Per i principi affermati, in linea con le sentenze della Corte Europea dei
diritti dell’uomo, tale pronuncia rappresenta, infatti, una importante apertura a
favore del condannato e dei propri familiari, i quali, in presenza di determinati
presupposti, hanno diritto ad ottenere una motivata valutazione ad opera del
giudice della esecuzione dei c.d. “elementi fattuali” prospettati in giudizio,
nell’ottica di un equo contemperamento dei diversi interessi coinvolti.
Il caso esaminato è quello di una controversia relativa ad una RE.S.A. (Registro Sanzioni Amministrative)
della Procura Generale di Salerno, che l’avvocato Bruno Molinaro aveva
impugnato con un articolato incidente di esecuzione presentato per conto di una
signora di Cava de’ Tirreni, destinataria dell’ordine di abbattimento, innanzi alla
Corte di Appello di Salerno.
Con l’incidente di esecuzione depositato, l’avvocato Molinaro aveva, in
particolare, denunciato la violazione del principio di proporzionalità della
sanzione, che la Procura intendeva, comunque, eseguire nei confronti della sua
assistita, sebbene quest’ultima fosse una persona oltremodo bisognosa e
vulnerabile, attese le sue precarie condizioni socio-economiche e di salute, fra
l’altro con marito e figli a carico, anch’essi in stato di necessità.

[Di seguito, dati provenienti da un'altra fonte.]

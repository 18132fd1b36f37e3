//! Pipeline queue inspection and duplicate cleanup.

use std::fmt::Write as _;

use baknado_pipeline::{QueueSet, reconcile, reconcile_abandoned};

use crate::cli::OutputFormat;
use crate::context::{CliContext, CliResult, pipeline_error};
use crate::output::{render_depths, to_json};

pub(crate) fn handle_queue_status(ctx: &CliContext) -> CliResult<String> {
    let queues = QueueSet::open(&ctx.config.config().pipeline).map_err(pipeline_error)?;
    let depths = queues.depths().map_err(pipeline_error)?;
    render_depths(&depths, ctx.output)
}

/// Drop input copies of requests that a later queue already holds.
///
/// Pairs follow the worker moves: each stage input against its output and
/// against the dead-letter queue. Resubmitted jobs with retries left are kept.
pub(crate) fn handle_queue_reconcile(ctx: &CliContext) -> CliResult<String> {
    let settings = &ctx.config.config().pipeline;
    let queues = QueueSet::open(settings).map_err(pipeline_error)?;
    let mut removed = Vec::new();
    for (input, output) in [
        (&queues.ready, &queues.processing),
        (&queues.processing, &queues.complete),
    ] {
        removed.extend(reconcile(&**input, &**output).map_err(pipeline_error)?);
        removed.extend(
            reconcile_abandoned(&**input, &*queues.abandoned, settings.max_retries)
                .map_err(pipeline_error)?,
        );
    }
    match ctx.output {
        OutputFormat::Json => to_json(&removed),
        OutputFormat::Table => {
            let mut text = format!("Removed {} duplicate request(s)", removed.len());
            for path in &removed {
                let _ = write!(text, "\n  {}", path.display());
            }
            Ok(text)
        }
    }
}

#[cfg(test)]
mod tests {
    use super::*;
    use crate::commands::fixtures::CliFixture;
    use baknado_pipeline::{Request, WorkQueue};

    type TestResult<T> = anyhow::Result<T>;

    fn open(fixture: &CliFixture) -> TestResult<QueueSet> {
        Ok(QueueSet::open(&fixture.ctx.config.config().pipeline)?)
    }

    #[test]
    fn status_reports_every_queue() -> TestResult<()> {
        let fixture = CliFixture::filesystem(OutputFormat::Json)?;
        let queues = open(&fixture)?;
        let backup = fixture.write_local("db.tgz", b"payload")?;
        queues
            .ready
            .enqueue(&mut Request::for_backup(&backup, "prod")?)?;

        let text = handle_queue_status(&fixture.ctx)
            .map_err(|err| anyhow::anyhow!(err.display_message()))?;
        let value: serde_json::Value = serde_json::from_str(&text)?;
        assert_eq!(value.as_array().map(Vec::len), Some(4));
        assert_eq!(value[0]["queue"], "ready");
        assert_eq!(value[0]["depth"], 1);
        assert_eq!(value[3]["queue"], "abandoned");
        Ok(())
    }

    #[test]
    fn reconcile_removes_stale_input_copies() -> TestResult<()> {
        let fixture = CliFixture::filesystem(OutputFormat::Table)?;
        let queues = open(&fixture)?;
        let backup = fixture.write_local("db.tgz", b"payload")?;
        let mut request = Request::for_backup(&backup, "prod")?;
        let stale = queues.ready.enqueue(&mut request)?;
        request.source = None;
        queues.processing.enqueue(&mut request)?;

        let text = handle_queue_reconcile(&fixture.ctx)
            .map_err(|err| anyhow::anyhow!(err.display_message()))?;
        assert!(text.starts_with("Removed 1 duplicate request(s)"));
        assert!(text.contains(&stale.display().to_string()));
        assert_eq!(queues.ready.depth()?, 0);
        assert_eq!(queues.processing.depth()?, 1);
        Ok(())
    }

    #[test]
    fn reconcile_keeps_resubmitted_abandoned_jobs() -> TestResult<()> {
        let fixture = CliFixture::filesystem(OutputFormat::Json)?;
        let queues = open(&fixture)?;
        let backup = fixture.write_local("db.tgz", b"payload")?;
        let mut request = Request::for_backup(&backup, "prod")?;
        request.failures = 9;
        queues.abandoned.enqueue(&mut request)?;
        request.failures = 0;
        let resubmitted = queues.ready.enqueue(&mut request)?;

        let text = handle_queue_reconcile(&fixture.ctx)
            .map_err(|err| anyhow::anyhow!(err.display_message()))?;
        let removed: Vec<std::path::PathBuf> = serde_json::from_str(&text)?;
        assert!(removed.is_empty());
        assert!(resubmitted.is_file());
        Ok(())
    }
}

L’interessata – va detto – si era ripetutamente attivata, anche nell’aprile
2019 e nel novembre del 2021, per il reperimento di un alloggio alternativo,
presentando reiterate istanze al comune di Cava de’ Tirreni al fine di poter
beneficiare dell’utilizzo di qualsiasi immobile eventualmente in suo possesso,
anche acquisito al patrimonio comunale per ragioni di social housing, secondo
quanto previsto da un regolamento approvato nel marzo 2016, dichiarando, fra
l’altro, sotto la propria responsabilità, “di non essere, in uno con gli altri
componenti del suo nucleo familiare, titolare di diritto di proprietà, di usufrutto e
di abitazione, su di un alloggio ubicato in qualsiasi località la cui rendita
catastale complessiva sia uguale o superiore a quella media di un alloggio di
edilizia residenziale pubblica ubicato nella Provincia di Salerno”.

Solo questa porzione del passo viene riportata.